Primary Prevention With Statins in the Elderly

Mortensen MB, Falk E.
Primary Prevention With Statins in the Elderly. J Am Coll Cardiol 2017;71:85-94.

The following are key points to remember from this review article about primary prevention with statins in the elderly:

  1. Five major North American and European guidelines on statin use in primary prevention have been published since 2013. Guidance on use in the growing elderly population (age >65 years) differs markedly. The differences may in part be related to the year of guideline publication with the American College of Cardiology/American Heart Association (ACC/AHA) in 2013, and National Institute for Health and Care Excellence-United Kingdom (NICE-UK), Canadian Cardiovascular Society (CCS), U.S. Preventive Services Task Force (USPSTF), and European Society of Cardiology/European Atherosclerosis Society (ESC/EAS) in 2016.
  2. The proportion and number of elderly people aged ≥65 years are increasing fast worldwide.
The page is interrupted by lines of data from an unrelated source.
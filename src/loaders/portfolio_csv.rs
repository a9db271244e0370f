//! Portfolio table loader.
//!
//! The portfolio table carries exactly eleven columns in fixed order:
//! `id, type, is_call, qty, current_price, underlying_price,
//! underlying_index, strike, time_to_maturity, implied_vol, rate`.
//! Option rows must fill every option field; equity rows may leave them
//! blank and are canonicalized on insertion into the book.

use std::fs::File;
use std::io::Read;
use std::path::Path;

use serde::Deserialize;
use tracing::debug;

use crate::core::InstrumentKind;
use crate::instruments::{Instrument, InstrumentBook};
use crate::loaders::{LoaderError, LoaderResult};

const PORTFOLIO_COLUMNS: [&str; 11] = [
    "id",
    "type",
    "is_call",
    "qty",
    "current_price",
    "underlying_price",
    "underlying_index",
    "strike",
    "time_to_maturity",
    "implied_vol",
    "rate",
];

#[derive(Debug, Deserialize)]
struct PortfolioRow {
    id: u32,
    #[serde(rename = "type")]
    kind: u8,
    is_call: Option<u8>,
    qty: f64,
    current_price: f64,
    underlying_price: Option<f64>,
    underlying_index: Option<u32>,
    strike: Option<f64>,
    time_to_maturity: Option<f64>,
    implied_vol: Option<f64>,
    rate: Option<f64>,
}

fn malformed(row: usize, msg: impl Into<String>) -> LoaderError {
    LoaderError::Malformed {
        row,
        msg: msg.into(),
    }
}

fn validate_row(raw: PortfolioRow, row: usize, universe_len: usize) -> LoaderResult<Instrument> {
    if (raw.id as usize) >= universe_len {
        return Err(malformed(
            row,
            format!("id {} outside the {universe_len}-factor universe", raw.id),
        ));
    }
    let kind = InstrumentKind::from_code(raw.kind)
        .ok_or_else(|| malformed(row, format!("type must be 0 or 1, got {}", raw.kind)))?;
    let is_option = kind.is_option();

    let is_call = match raw.is_call {
        Some(flag) if flag <= 1 => flag == 1,
        Some(flag) => {
            return Err(malformed(row, format!("is_call must be 0 or 1, got {flag}")));
        }
        None if is_option => {
            return Err(malformed(row, "options must set is_call"));
        }
        None => false,
    };

    if !raw.qty.is_finite() {
        return Err(malformed(row, "qty must be finite"));
    }
    if !raw.current_price.is_finite() || raw.current_price <= 0.0 {
        return Err(malformed(row, "current_price must be positive and finite"));
    }

    let underlying_price = match raw.underlying_price {
        Some(price) => price,
        None if is_option => {
            return Err(malformed(row, "options must set underlying_price"));
        }
        None => raw.current_price,
    };
    if !underlying_price.is_finite() || underlying_price <= 0.0 {
        return Err(malformed(
            row,
            "underlying_price must be positive and finite",
        ));
    }

    let underlying_index = match raw.underlying_index {
        Some(idx) => idx,
        None if is_option => {
            return Err(malformed(row, "options must set underlying_index"));
        }
        None => raw.id,
    };
    if !is_option && underlying_index != raw.id {
        return Err(malformed(row, "equity underlying_index must equal id"));
    }
    if (underlying_index as usize) >= universe_len {
        return Err(malformed(
            row,
            format!("underlying_index {underlying_index} outside the {universe_len}-factor universe"),
        ));
    }

    let strike = if is_option {
        let strike = raw
            .strike
            .ok_or_else(|| malformed(row, "options must set strike"))?;
        if !strike.is_finite() || strike <= 0.0 {
            return Err(malformed(row, "strike must be positive and finite"));
        }
        strike
    } else {
        0.0
    };

    let time_to_maturity = match raw.time_to_maturity {
        Some(ttm) if ttm.is_finite() => ttm.max(0.0),
        Some(_) => return Err(malformed(row, "time_to_maturity must be finite")),
        None if is_option => {
            return Err(malformed(row, "options must set time_to_maturity"));
        }
        None => 0.0,
    };

    let implied_vol = match raw.implied_vol {
        Some(vol) if vol.is_finite() => vol,
        Some(_) => return Err(malformed(row, "implied_vol must be finite")),
        None if is_option => {
            return Err(malformed(row, "options must set implied_vol"));
        }
        None => 0.0,
    };

    let rate = match raw.rate {
        Some(rate) if rate.is_finite() => rate,
        Some(_) => return Err(malformed(row, "rate must be finite")),
        None => 0.0,
    };

    Ok(Instrument {
        id: raw.id,
        kind,
        is_call,
        qty: raw.qty,
        current_price: raw.current_price,
        underlying_price,
        underlying_index,
        strike,
        time_to_maturity,
        implied_vol,
        rate,
    })
}

/// Reads and validates a portfolio table from any byte source, producing
/// the column-oriented book. `universe_len` bounds every factor index.
pub fn read_portfolio<R: Read>(reader: R, universe_len: usize) -> LoaderResult<InstrumentBook> {
    let mut csv_reader = csv::ReaderBuilder::new()
        .has_headers(true)
        .trim(csv::Trim::All)
        .from_reader(reader);

    let header = csv_reader.headers()?.clone();
    if header.len() != PORTFOLIO_COLUMNS.len() {
        return Err(malformed(
            1,
            format!(
                "portfolio header has {} columns, expected {}",
                header.len(),
                PORTFOLIO_COLUMNS.len()
            ),
        ));
    }
    for (i, expected) in PORTFOLIO_COLUMNS.iter().enumerate() {
        if &header[i] != *expected {
            return Err(malformed(
                1,
                format!("header column {i} must be '{expected}', got '{}'", &header[i]),
            ));
        }
    }

    let mut book = InstrumentBook::new();
    for (record_index, record) in csv_reader.deserialize::<PortfolioRow>().enumerate() {
        let row = record_index + 2;
        let raw = record?;
        book.push(validate_row(raw, row, universe_len)?);
    }

    debug!(
        instruments = book.len(),
        options = book.option_count(),
        "loaded portfolio"
    );
    Ok(book)
}

/// Reads a portfolio table from a file path.
pub fn load_portfolio_csv<P: AsRef<Path>>(
    path: P,
    universe_len: usize,
) -> LoaderResult<InstrumentBook> {
    read_portfolio(File::open(path)?, universe_len)
}
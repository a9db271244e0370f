//! Common domain types and the library-wide result/error structures.

pub mod error;
pub mod types;

pub use error::{Result, RiskError};
pub use types::{Greeks, InstrumentKind, OptionSide, RiskMetrics};
//! Human- and machine-readable rendering of the computed analytics.
//!
//! The kernels keep raw units; every display convention lives here:
//! theta is quoted per trading day (year / 252), vega and rho per 1% move
//! (raw / 100). The text layout follows the operational report of the
//! engine: per-instrument Greeks, portfolio totals, the two VaR/ES
//! sections, and a Greek-by-instrument table.

use std::fmt::Write as _;

use serde::Serialize;

use crate::core::{Greeks, InstrumentKind, RiskMetrics};
use crate::instruments::InstrumentBook;
use crate::risk::PortfolioGreeks;
use crate::universe::Universe;

/// Trading-day count used to quote theta per day.
pub const TRADING_DAYS_PER_YEAR: f64 = 252.0;

/// Theta per trading day from theta per year.
#[inline]
pub fn theta_per_day(theta_year: f64) -> f64 {
    theta_year / TRADING_DAYS_PER_YEAR
}

/// Vega per 1% volatility move from vega per 1.00 move.
#[inline]
pub fn vega_per_percent(vega: f64) -> f64 {
    vega / 100.0
}

/// Rho per 1% rate move from rho per 1.00 move.
#[inline]
pub fn rho_per_percent(rho: f64) -> f64 {
    rho / 100.0
}

/// Greeks in display units.
#[derive(Debug, Clone, Copy, Serialize)]
pub struct ScaledGreeks {
    pub price: f64,
    pub delta: f64,
    pub gamma: f64,
    /// Dollars per 1% volatility move.
    pub vega_pct: f64,
    /// Dollars per trading day.
    pub theta_day: f64,
    /// Dollars per 1% rate move.
    pub rho_pct: f64,
}

impl From<Greeks> for ScaledGreeks {
    fn from(g: Greeks) -> Self {
        Self {
            price: g.price,
            delta: g.delta,
            gamma: g.gamma,
            vega_pct: vega_per_percent(g.vega),
            theta_day: theta_per_day(g.theta),
            rho_pct: rho_per_percent(g.rho),
        }
    }
}

/// One instrument line of the report.
#[derive(Debug, Clone, Serialize)]
pub struct InstrumentReport {
    pub id: u32,
    pub label: String,
    pub qty: f64,
    pub per_contract: ScaledGreeks,
    pub per_position: ScaledGreeks,
}

/// Full report payload.
#[derive(Debug, Clone, Serialize)]
pub struct RiskReport {
    pub alpha: f64,
    pub horizon: f64,
    pub portfolio_value: f64,
    pub instruments: Vec<InstrumentReport>,
    pub totals: ScaledGreeks,
    pub historical: RiskMetrics,
    pub monte_carlo: RiskMetrics,
}

/// Assembles the report from the raw analytics.
///
/// Equity rows are labeled with their universe ticker, option rows with
/// their side.
pub fn build_report(
    book: &InstrumentBook,
    universe: &Universe,
    greeks: &PortfolioGreeks,
    historical: RiskMetrics,
    monte_carlo: RiskMetrics,
    alpha: f64,
    horizon: f64,
) -> RiskReport {
    let mut instruments = Vec::with_capacity(book.len());
    let mut portfolio_value = 0.0;

    for i in 0..book.len() {
        let label = match book.kind[i] {
            InstrumentKind::Option => {
                if book.is_call[i] {
                    "Call".to_string()
                } else {
                    "Put".to_string()
                }
            }
            InstrumentKind::Equity => universe
                .symbol(book.id[i] as usize)
                .unwrap_or("<unknown>")
                .to_string(),
        };

        portfolio_value += greeks.per_position[i].price;
        instruments.push(InstrumentReport {
            id: book.id[i],
            label,
            qty: book.qty[i],
            per_contract: greeks.per_contract[i].into(),
            per_position: greeks.per_position[i].into(),
        });
    }

    RiskReport {
        alpha,
        horizon,
        portfolio_value,
        instruments,
        totals: greeks.totals.into(),
        historical,
        monte_carlo,
    }
}

impl RiskReport {
    /// Renders the fixed-layout text report.
    pub fn to_text(&self) -> String {
        let mut out = String::new();
        let pct = self.alpha * 100.0;

        let _ = writeln!(out, "==================== Portfolio ====================");
        for inst in &self.instruments {
            let _ = writeln!(out, "Instrument {} ({})", inst.id, inst.label);
            let _ = writeln!(out, "  Price:    {:.4} (per contract)", inst.per_contract.price);
            let _ = writeln!(
                out,
                "  Position: {:.4} ({} units)",
                inst.per_position.price, inst.qty
            );
            let _ = writeln!(
                out,
                "  Greeks per contract: Δ={:.4} shares, Γ={:.4} 1/$^2, ν={:.4} $ per 1% vol, Θ={:.4} $ per day, ρ={:.4} $ per 1% rate",
                inst.per_contract.delta,
                inst.per_contract.gamma,
                inst.per_contract.vega_pct,
                inst.per_contract.theta_day,
                inst.per_contract.rho_pct
            );
            let _ = writeln!(
                out,
                "  Greeks for position: Δ={:.4} shares, Γ={:.4} 1/$^2, ν={:.4} $ per 1% vol, Θ={:.4} $ per day, ρ={:.4} $ per 1% rate",
                inst.per_position.delta,
                inst.per_position.gamma,
                inst.per_position.vega_pct,
                inst.per_position.theta_day,
                inst.per_position.rho_pct
            );
        }

        let _ = writeln!(out);
        let _ = writeln!(out, "Portfolio totals");
        let _ = writeln!(out, "  Market value: {:.4}", self.portfolio_value);
        let _ = writeln!(out, "  Δ: {:.4} shares", self.totals.delta);
        let _ = writeln!(out, "  Γ: {:.4} 1/$^2", self.totals.gamma);
        let _ = writeln!(out, "  ν: {:.4} $ per 1% vol", self.totals.vega_pct);
        let _ = writeln!(out, "  Θ: {:.4} $ per day", self.totals.theta_day);
        let _ = writeln!(out, "  ρ: {:.4} $ per 1% rate", self.totals.rho_pct);

        let _ = writeln!(out);
        let _ = writeln!(out, "==================== Historical ====================");
        let _ = writeln!(out, "{pct}% HVaR: ${:.4}", self.historical.var);
        let _ = writeln!(out, "{pct}% HVaR (ES): ${:.4}", self.historical.cvar);

        let _ = writeln!(out, "==================== Monte Carlo ====================");
        let _ = writeln!(out, "{pct}% MCVaR: ${:.4}", self.monte_carlo.var);
        let _ = writeln!(out, "{pct}% MCVaR (ES): ${:.4}", self.monte_carlo.cvar);

        let _ = writeln!(out, "==================== Greeks ====================");
        let mut header = String::from("Greek   |");
        for inst in &self.instruments {
            let _ = write!(header, " {} |", inst.label);
        }
        header.push_str(" Portfolio | Unit");
        let _ = writeln!(out, "{header}");

        self.write_greek_row(&mut out, "Delta", |g| g.delta, self.totals.delta, "shares");
        self.write_greek_row(&mut out, "Gamma", |g| g.gamma, self.totals.gamma, "1/$^2");
        self.write_greek_row(
            &mut out,
            "Vega",
            |g| g.vega_pct,
            self.totals.vega_pct,
            "$ per 1% vol",
        );
        self.write_greek_row(
            &mut out,
            "Theta",
            |g| g.theta_day,
            self.totals.theta_day,
            "$ per day",
        );
        self.write_greek_row(
            &mut out,
            "Rho",
            |g| g.rho_pct,
            self.totals.rho_pct,
            "$ per 1% rate",
        );

        out
    }

    fn write_greek_row(
        &self,
        out: &mut String,
        name: &str,
        extract: impl Fn(&ScaledGreeks) -> f64,
        total: f64,
        unit: &str,
    ) {
        let mut line = format!("{name:>7} |");
        for inst in &self.instruments {
            let _ = write!(line, " {:>8.4} |", extract(&inst.per_position));
        }
        let _ = write!(line, " {total:>9.4} | {unit}");
        let _ = writeln!(out, "{line}");
    }

    /// Serializes the report as pretty-printed JSON.
    pub fn to_json(&self) -> serde_json::Result<String> {
        serde_json::to_string_pretty(self)
    }
}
At age 65, life expectancy is currently estimated to be >20 years for women and >17 years for men in most high-income countries. The prevalence of coronary heart disease – the most prevalent form of atherosclerotic cardiovascular disease (ASCVD) – in the United States will increase by as much as 43% (about 5 million more) by the year 2030, with an estimated cost of about $70 billion more.
  3. Each of the guidelines share the concept of allocating statins to those at highest risk including diabetics and those at high estimated 10-year risk using different endpoints ranging from major CV events to only fatal ASCVD (ESC/EAS).
  4. Recommended statins based on low-density lipoprotein cholesterol (LDL-C) before treatment is 70-189 mg/dl in the age range of 40-75 years in the ACC/AHA who require a ≥7.5% 10-year risk to be eligible. In contrast, in the NICE-UK, which apply to 30-84 years, high-intensity treatment is recommended regardless of LDL-C if 10-year risk is ≥10%. The ESC/EAS has no clear recommendation because the risk calculator, Systematic COronary Risk Evaluation (SCORE), is not applicable beyond 65 years. This guideline cautions against “uncritical” initiation of statin therapy in those >60 years of age, even if the estimated risk is >10% 10-year risk for fatal CVD. However, they suggest statins should be considered in older adults with all four of the major risk factors.
  5. In contrast, statins would be indicated in elderly individuals with optimal risk factors since they exceed the ACC/AHA 7.5% risk threshold by age 65 (men) or 71 (women) and the NICE-UK 10% QRISK2 risk threshold by age 65 (men) or 68 (women) years.
  6. There are good reasons to believe that the magnitude of benefit with statins may be substantial in elderly people. As the relative risk reduction with statin therapy is similar for those at low and high risk of ASCVD, the absolute benefit of treatment with statins is highly dependent on absolute ASCVD risk. Even in case of a smaller relative benefit with statin therapy in the elderly, the absolute benefit is likely higher because of the higher risk for CVD events.
  7. The decision to initiate primary prevention with statins in people >75 years cannot be based directly on randomized controlled trial evidence. Further, extrapolation of efficacy and safety data from those ≤75 years to those >75 years of age should be done cautiously, considering comorbidity, polypharmacy, potential side effects, and limited life expectancy.
  8. The main goal of primary prevention with statins is to achieve net-benefit from treatment. Potential harm(s) is a crucial part of appropriate decision making. As frailty, comorbidity, and polypharmacy may increase the risk for adverse statin-associated symptoms, the “risk-benefit” balance in the elderly could theoretically tip in favor of withholding statin therapy if such conditions are present.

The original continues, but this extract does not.